The key-manahement argument

Richard Laager rlaager at wiktel.com
Sat Jan 19 22:50:15 UTC 2019


On 1/19/19 5:10 AM, Hal Murray wrote:
>> * Is NTPsec going to force C2S/S2C key rollover (e.g. by adding an
>>   expiration time to its cookie format) or leave expiration to clients?
> Maybe, but not initially.  We need a crypto geek to tell us how much we can 
> safely encrypt and/or authenticate so we can translate that back to packets.
> 
>> * How is NTPsec going to handle key expiration when it is the client?

> I assume you are talking about K, the server master key.

Not exactly. I'm talking about C2S and S2C. If the server uses the
suggested cookie approach, or anything similiar, this means K by
implication, but that isn't the point.

Imagine a server that uses the suggested cookie approach and simply
never rolls over K. As long as the client daemon is running, its cookies
will be valid and keep getting renewed. C2S and S2C will never get
rolled over. Should the client track an expiration limit in memory, and
when that limit is hit, re-run NTS-KE?

This probably has the same answer as for the server: you need guidance
from a crypto expert.

>> * What configuration options will be provided for each piece?

> The client needs a new option on the server line.

Possibly more than one. See below.

>> * Is NTPsec going to initiate NTS by default? 

> Probably not.  That would break backward compatibility.

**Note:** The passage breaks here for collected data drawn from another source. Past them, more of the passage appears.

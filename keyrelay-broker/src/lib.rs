pub mod auth;
pub mod config;
pub mod error;
pub mod http;
pub mod models;
pub mod state;
pub mod telemetry;

use std::sync::Arc;

use anyhow::Context;
use tokio::net::TcpListener;
use tracing::{info, warn};

use crate::auth::TokenRegistry;
use crate::config::ServiceConfig;
use keyrelay_core::{Broker, PolicySet};

pub use state::AppState;
pub use telemetry::CorrelationId;

/// Bind the HTTP listener and serve until ctrl-c or SIGTERM.
pub async fn run(config: ServiceConfig) -> anyhow::Result<()> {
    let listen = config.listen;
    let state = build_state(&config).await?;

    let listener = TcpListener::bind(listen)
        .await
        .with_context(|| format!("failed to bind http listener on {listen}"))?;
    let http_addr = listener.local_addr()?;
    info!(%http_addr, backend = state.broker.backend_name(), "http server listening");

    axum::serve(listener, http::router(state))
        .with_graceful_shutdown(shutdown_signal())
        .await
        .map_err(anyhow::Error::from)
}

/// Assemble the broker and token registry from configuration.
pub async fn build_state(config: &ServiceConfig) -> anyhow::Result<AppState> {
    let backend = config::build_backend(config).await?;
    let policy = PolicySet::from_yaml_file(&config.policy_file)
        .context("failed to load policy rules")?;
    if policy.is_empty() {
        warn!("policy document grants nothing; every request will be denied");
    }
    let audit_sink = config::build_audit_sink(&config.audit)?;

    let broker = Broker::builder()
        .boxed_backend(backend)
        .policy(policy)
        .boxed_audit_sink(audit_sink)
        .default_lease_ttl(config.default_lease_ttl())
        .cache_capacity(config.cache_capacity)
        .backend_timeout(config.backend_timeout())
        .max_read_retries(config.max_read_retries)
        .build()
        .context("failed to build broker")?;

    let tokens = TokenRegistry::from_pairs(
        config
            .tokens
            .iter()
            .map(|entry| (entry.token.clone(), entry.subject.clone())),
    )
    .context("invalid token table")?;
    if tokens.is_empty() {
        warn!("no tokens configured; every request will be unauthorized");
    }

    Ok(AppState::new(Arc::new(broker), Arc::new(tokens)))
}

async fn shutdown_signal() {
    let ctrl_c = async {
        if let Err(err) = tokio::signal::ctrl_c().await {
            warn!(?err, "failed to install ctrl-c handler");
        }
    };

    #[cfg(unix)]
    let terminate = async {
        use tokio::signal::unix::{SignalKind, signal};
        match signal(SignalKind::terminate()) {
            Ok(mut stream) => {
                stream.recv().await;
            }
            Err(err) => warn!(?err, "failed to install sigterm handler"),
        }
    };

    #[cfg(not(unix))]
    let terminate = std::future::pending::<()>();

    tokio::select! {
        _ = ctrl_c => {},
        _ = terminate => {},
    }
}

It does if NTS is _required_ by default. So obviously you can't do that
But there is a middle ground: opportunistic NTS. This would be analogous
to STARTTLS for SMTP (from a server to an MX).

Straw proposal:

server/pool get two new configuration options: nts and nonts. This means
there are three possible configuration states for a server/pool:

nts - Require NTS. If any part of NTS negotiation fails, do not speak
NTP to this association. Certificates are fully validated on the TLS for
NTS-KE (i.e. they must match the hostname, be valid time-wise, etc.).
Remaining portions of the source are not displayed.